Required action: Print every one of the records verbatim, omitting nothing.

Data:
//! Inventory directory client.
//!
//! Implements [`groupsync_recon::Directory`] over the directory's v3 REST
//! API: session login, group listing and mutation, entity search.
//!
//! No reconciliation logic. GET requests retry with backoff; mutations are
//! sent once.

mod auth;
mod client;

pub use auth::{
    credentials_file_path, delete_credentials, load_credentials, load_credentials_from,
    save_credentials, save_credentials_to, Login, SavedCredentials,
};
pub use client::{api_base_url, DirectoryClient, MAX_RETRIES};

Answer box:
//! Inventory directory client.
//!
//! Implements [`groupsync_recon::Directory`] over the directory's v3 REST
//! API: session login, group listing and mutation, entity search.
//!
//! No reconciliation logic. GET requests retry with backoff; mutations are
//! sent once.

mod auth;
mod client;

pub use auth::{
    credentials_file_path, delete_credentials, load_credentials, load_credentials_from,
    save_credentials, save_credentials_to, Login, SavedCredentials,
};
pub use client::{api_base_url, DirectoryClient, MAX_RETRIES};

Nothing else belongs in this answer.